◆ Exercise directions
In full and word for word, copy the records that follow.

[Opening Material supplied section]

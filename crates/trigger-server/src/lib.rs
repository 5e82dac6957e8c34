//! trigger-server library crate.
//!
//! Serves use cases bound by `trigger-core` over HTTP (axum) and WebSocket
//! (tokio-tungstenite).
//!
//! # Architecture (clean architecture)
//!
//! ```text
//! Clients (HTTP JSON, WebSocket JSON frames)
//!         ↕
//! [trigger-server]
//!   ├── domain/           Pure types: ServerSettings, WebSocket frames
//!   ├── application/      SocketDispatcher, demo use-case catalog
//!   └── infrastructure/
//!         ├── http_server/    axum runtime + CORS layer
//!         ├── ws_server/      WebSocket accept loop
//!         ├── runtime/        one registration for both transports
//!         ├── config_store/   settings file
//!         └── metadata_file/  service metadata file
//!         ↕
//! [trigger-core]  descriptors → handlers → use cases
//! ```
//!
//! # Layer rules
//!
//! - `domain` has no I/O.
//! - `application` depends on `domain` and `trigger-core` only.
//! - `infrastructure` depends on all other layers plus `tokio`, `axum` and
//!   `tokio-tungstenite`.

/// Domain layer: settings schema and frame types (no I/O).
pub mod domain;

/// Application layer: socket event dispatch and the demo catalog.
pub mod application;

/// Infrastructure layer: HTTP and WebSocket servers, file loading.
pub mod infrastructure;
//! Domain layer for trigger-server.
//!
//! Pure types with no I/O: the settings schema and the WebSocket frame
//! format.  Loading files and opening sockets happen in `infrastructure`.

pub mod frames;
pub mod settings;

pub use frames::{InboundFrame, OutboundFrame};
pub use settings::{ServerSettings, SettingsError};
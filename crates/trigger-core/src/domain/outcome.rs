//! Use-case outcomes and the closed failure taxonomy.
//!
//! Every invocation ends in exactly one [`Outcome`]: a success payload or a
//! [`Failure`] whose [`FailureKind`] decides the HTTP status / socket event the
//! result mapper produces.
//!
//! # Who classifies failures?
//!
//! The use case does.  `unauthorized` and `timeout` in particular are declared
//! by the use-case runtime through [`Failure::unauthorized`] and
//! [`Failure::timeout`]; the engine never infers a kind from error text.  The
//! only kind the engine produces itself is `validation` (from the parameter
//! resolver) and `internal` (serialization faults, panics, unknown kinds).

use std::fmt;

use serde::{Deserialize, Serialize};
use serde_json::{json, Value};
use thiserror::Error;

/// Closed set of failure categories.
#[derive(Debug, Clone, Copy, PartialEq, Eq, Hash, Serialize, Deserialize)]
#[serde(rename_all = "kebab-case")]
pub enum FailureKind {
    /// Bad or missing input; the client can fix the request.
    Validation,
    /// A resource referenced by the request does not exist.
    NotFound,
    /// The caller lacks rights.  Decided by the use case, passed through here.
    Unauthorized,
    /// The use case exceeded its allotted time.
    Timeout,
    /// Anything unexpected, including unclassified failures.
    Internal,
}

impl FailureKind {
    /// Every kind, in a stable order.
    pub const ALL: [FailureKind; 5] = [
        Self::Validation,
        Self::NotFound,
        Self::Unauthorized,
        Self::Timeout,
        Self::Internal,
    ];

    /// Wire name of the kind (`"not-found"`, `"validation"`, ...).
    pub fn as_str(self) -> &'static str {
        match self {
            Self::Validation => "validation",
            Self::NotFound => "not-found",
            Self::Unauthorized => "unauthorized",
            Self::Timeout => "timeout",
            Self::Internal => "internal",
        }
    }

    /// Parses a kind reported by a string-typed use-case runtime.
    ///
    /// Case and `_`/`-` separators are ignored, so `"NOT_FOUND"`,
    /// `"not-found"` and `"not_found"` all parse.  Returns `None` for codes
    /// outside the taxonomy.
    pub fn from_code(code: &str) -> Option<Self> {
        let normalized = code.trim().to_ascii_lowercase().replace('_', "-");
        Self::ALL
            .into_iter()
            .find(|kind| kind.as_str() == normalized)
    }
}

impl fmt::Display for FailureKind {
    fn fmt(&self, f: &mut fmt::Formatter<'_>) -> fmt::Result {
        f.write_str(self.as_str())
    }
}

// ── Failure ───────────────────────────────────────────────────────────────────

/// A classified use-case failure.
#[derive(Debug, Clone, PartialEq, Error)]
#[error("{kind}: {message}")]
pub struct Failure {
    pub kind: FailureKind,
    pub message: String,
    /// Structured context.  Only ever set when the producer supplied it.
    pub details: Option<Value>,
}

impl Failure {
    pub fn new(kind: FailureKind, message: impl Into<String>) -> Self {
        Self {
            kind,
            message: message.into(),
            details: None,
        }
    }

    pub fn with_details(mut self, details: Value) -> Self {
        self.details = Some(details);
        self
    }

    pub fn validation(message: impl Into<String>) -> Self {
        Self::new(FailureKind::Validation, message)
    }

    pub fn not_found(message: impl Into<String>) -> Self {
        Self::new(FailureKind::NotFound, message)
    }

    pub fn unauthorized(message: impl Into<String>) -> Self {
        Self::new(FailureKind::Unauthorized, message)
    }

    pub fn timeout(message: impl Into<String>) -> Self {
        Self::new(FailureKind::Timeout, message)
    }

    pub fn internal(message: impl Into<String>) -> Self {
        Self::new(FailureKind::Internal, message)
    }

    /// Builds a failure from a runtime that reports kinds as strings.
    ///
    /// Known codes map to their kind unchanged.  Unknown codes become
    /// `internal`; the original code, message and details are kept under
    /// `details` so nothing reported by the use case is lost.
    pub fn from_code(code: &str, message: impl Into<String>, details: Option<Value>) -> Self {
        let message = message.into();
        match FailureKind::from_code(code) {
            Some(kind) => Self {
                kind,
                message,
                details,
            },
            None => {
                let mut preserved = json!({
                    "original_kind": code,
                    "original_message": message,
                });
                if let Some(details) = details {
                    preserved["original_details"] = details;
                }
                Self::internal(format!("unclassified failure '{code}'")).with_details(preserved)
            }
        }
    }
}

// ── Outcome ───────────────────────────────────────────────────────────────────

/// Result of one use-case invocation.  Consumed immediately by the mapper.
#[derive(Debug, Clone, PartialEq)]
pub enum Outcome {
    Success(Value),
    Failure(Failure),
}

impl Outcome {
    pub fn success(payload: Value) -> Self {
        Self::Success(payload)
    }

    /// Serializes `payload` into a success outcome.
    ///
    /// A payload that cannot be represented as JSON (for example a map with
    /// non-string keys) becomes an `internal` failure instead of a fault.
    pub fn from_serializable<T: Serialize + ?Sized>(payload: &T) -> Self {
        match serde_json::to_value(payload) {
            Ok(value) => Self::Success(value),
            Err(e) => Self::Failure(
                Failure::internal("use case returned a payload that could not be serialized")
                    .with_details(json!({ "error": e.to_string() })),
            ),
        }
    }

    /// Converts a `Result` from idiomatic use-case code into an outcome.
    pub fn from_result<T, E>(result: Result<T, E>) -> Self
    where
        T: Serialize,
        E: Into<Failure>,
    {
        match result {
            Ok(payload) => Self::from_serializable(&payload),
            Err(e) => Self::Failure(e.into()),
        }
    }

    pub fn is_success(&self) -> bool {
        matches!(self, Self::Success(_))
    }

    /// The failure kind, or `None` for a success.
    pub fn failure_kind(&self) -> Option<FailureKind> {
        match self {
            Self::Success(_) => None,
            Self::Failure(f) => Some(f.kind),
        }
    }
}

impl From<Failure> for Outcome {
    fn from(failure: Failure) -> Self {
        Self::Failure(failure)
    }
}

// ── Tests ─────────────────────────────────────────────────────────────────────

[Closing Material supplied section]

◆ Answer for the task
filename crates/trigger-server/src/lib.rs
repository 5e82dac6957e8c34
//! trigger-server library crate.
//!
//! Serves use cases bound by `trigger-core` over HTTP (axum) and WebSocket
//! (tokio-tungstenite).
//!
//! # Architecture (clean architecture)
//!
//! ```text
//! Clients (HTTP JSON, WebSocket JSON frames)
//!         ↕
//! [trigger-server]
//!   ├── domain/           Pure types: ServerSettings, WebSocket frames
//!   ├── application/      SocketDispatcher, demo use-case catalog
//!   └── infrastructure/
//!         ├── http_server/    axum runtime + CORS layer
//!         ├── ws_server/      WebSocket accept loop
//!         ├── runtime/        one registration for both transports
//!         ├── config_store/   settings file
//!         └── metadata_file/  service metadata file
//!         ↕
//! [trigger-core]  descriptors → handlers → use cases
//! ```
//!
//! # Layer rules
//!
//! - `domain` has no I/O.
//! - `application` depends on `domain` and `trigger-core` only.
//! - `infrastructure` depends on all other layers plus `tokio`, `axum` and
//!   `tokio-tungstenite`.

/// Domain layer: settings schema and frame types (no I/O).
pub mod domain;

/// Application layer: socket event dispatch and the demo catalog.
pub mod application;

/// Infrastructure layer: HTTP and WebSocket servers, file loading.
pub mod infrastructure;
//! Domain layer for trigger-server.
//!
//! Pure types with no I/O: the settings schema and the WebSocket frame
//! format.  Loading files and opening sockets happen in `infrastructure`.

pub mod frames;
pub mod settings;

pub use frames::{InboundFrame, OutboundFrame};
pub use settings::{ServerSettings, SettingsError};
filename crates/trigger-core/src/domain/outcome.rs
//! Use-case outcomes and the closed failure taxonomy.
//!
//! Every invocation ends in exactly one [`Outcome`]: a success payload or a
//! [`Failure`] whose [`FailureKind`] decides the HTTP status / socket event the
//! result mapper produces.
//!
//! # Who classifies failures?
//!
//! The use case does.  `unauthorized` and `timeout` in particular are declared
//! by the use-case runtime through [`Failure::unauthorized`] and
//! [`Failure::timeout`]; the engine never infers a kind from error text.  The
//! only kind the engine produces itself is `validation` (from the parameter
//! resolver) and `internal` (serialization faults, panics, unknown kinds).

use std::fmt;

use serde::{Deserialize, Serialize};
use serde_json::{json, Value};
use thiserror::Error;

/// Closed set of failure categories.
#[derive(Debug, Clone, Copy, PartialEq, Eq, Hash, Serialize, Deserialize)]
#[serde(rename_all = "kebab-case")]
pub enum FailureKind {
    /// Bad or missing input; the client can fix the request.
    Validation,
    /// A resource referenced by the request does not exist.
    NotFound,
    /// The caller lacks rights.  Decided by the use case, passed through here.
    Unauthorized,
    /// The use case exceeded its allotted time.
    Timeout,
    /// Anything unexpected, including unclassified failures.
    Internal,
}

impl FailureKind {
    /// Every kind, in a stable order.
    pub const ALL: [FailureKind; 5] = [
        Self::Validation,
        Self::NotFound,
        Self::Unauthorized,
        Self::Timeout,
        Self::Internal,
    ];

    /// Wire name of the kind (`"not-found"`, `"validation"`, ...).
    pub fn as_str(self) -> &'static str {
        match self {
            Self::Validation => "validation",
            Self::NotFound => "not-found",
            Self::Unauthorized => "unauthorized",
            Self::Timeout => "timeout",
            Self::Internal => "internal",
        }
    }

    /// Parses a kind reported by a string-typed use-case runtime.
    ///
    /// Case and `_`/`-` separators are ignored, so `"NOT_FOUND"`,
    /// `"not-found"` and `"not_found"` all parse.  Returns `None` for codes
    /// outside the taxonomy.
    pub fn from_code(code: &str) -> Option<Self> {
        let normalized = code.trim().to_ascii_lowercase().replace('_', "-");
        Self::ALL
            .into_iter()
            .find(|kind| kind.as_str() == normalized)
    }
}

impl fmt::Display for FailureKind {
    fn fmt(&self, f: &mut fmt::Formatter<'_>) -> fmt::Result {
        f.write_str(self.as_str())
    }
}

// ── Failure ───────────────────────────────────────────────────────────────────

/// A classified use-case failure.
#[derive(Debug, Clone, PartialEq, Error)]
#[error("{kind}: {message}")]
pub struct Failure {
    pub kind: FailureKind,
    pub message: String,
    /// Structured context.  Only ever set when the producer supplied it.
    pub details: Option<Value>,
}

impl Failure {
    pub fn new(kind: FailureKind, message: impl Into<String>) -> Self {
        Self {
            kind,
            message: message.into(),
            details: None,
        }
    }

    pub fn with_details(mut self, details: Value) -> Self {
        self.details = Some(details);
        self
    }

    pub fn validation(message: impl Into<String>) -> Self {
        Self::new(FailureKind::Validation, message)
    }

    pub fn not_found(message: impl Into<String>) -> Self {
        Self::new(FailureKind::NotFound, message)
    }

    pub fn unauthorized(message: impl Into<String>) -> Self {
        Self::new(FailureKind::Unauthorized, message)
    }

    pub fn timeout(message: impl Into<String>) -> Self {
        Self::new(FailureKind::Timeout, message)
    }

    pub fn internal(message: impl Into<String>) -> Self {
        Self::new(FailureKind::Internal, message)
    }

    /// Builds a failure from a runtime that reports kinds as strings.
    ///
    /// Known codes map to their kind unchanged.  Unknown codes become
    /// `internal`; the original code, message and details are kept under
    /// `details` so nothing reported by the use case is lost.
    pub fn from_code(code: &str, message: impl Into<String>, details: Option<Value>) -> Self {
        let message = message.into();
        match FailureKind::from_code(code) {
            Some(kind) => Self {
                kind,
                message,
                details,
            },
            None => {
                let mut preserved = json!({
                    "original_kind": code,
                    "original_message": message,
                });
                if let Some(details) = details {
                    preserved["original_details"] = details;
                }
                Self::internal(format!("unclassified failure '{code}'")).with_details(preserved)
            }
        }
    }
}

// ── Outcome ───────────────────────────────────────────────────────────────────

/// Result of one use-case invocation.  Consumed immediately by the mapper.
#[derive(Debug, Clone, PartialEq)]
pub enum Outcome {
    Success(Value),
    Failure(Failure),
}

impl Outcome {
    pub fn success(payload: Value) -> Self {
        Self::Success(payload)
    }

    /// Serializes `payload` into a success outcome.
    ///
    /// A payload that cannot be represented as JSON (for example a map with
    /// non-string keys) becomes an `internal` failure instead of a fault.
    pub fn from_serializable<T: Serialize + ?Sized>(payload: &T) -> Self {
        match serde_json::to_value(payload) {
            Ok(value) => Self::Success(value),
            Err(e) => Self::Failure(
                Failure::internal("use case returned a payload that could not be serialized")
                    .with_details(json!({ "error": e.to_string() })),
            ),
        }
    }

    /// Converts a `Result` from idiomatic use-case code into an outcome.
    pub fn from_result<T, E>(result: Result<T, E>) -> Self
    where
        T: Serialize,
        E: Into<Failure>,
    {
        match result {
            Ok(payload) => Self::from_serializable(&payload),
            Err(e) => Self::Failure(e.into()),
        }
    }

    pub fn is_success(&self) -> bool {
        matches!(self, Self::Success(_))
    }

    /// The failure kind, or `None` for a success.
    pub fn failure_kind(&self) -> Option<FailureKind> {
        match self {
            Self::Success(_) => None,
            Self::Failure(f) => Some(f.kind),
        }
    }
}

impl From<Failure> for Outcome {
    fn from(failure: Failure) -> Self {
        Self::Failure(failure)
    }
}

// ── Tests ─────────────────────────────────────────────────────────────────────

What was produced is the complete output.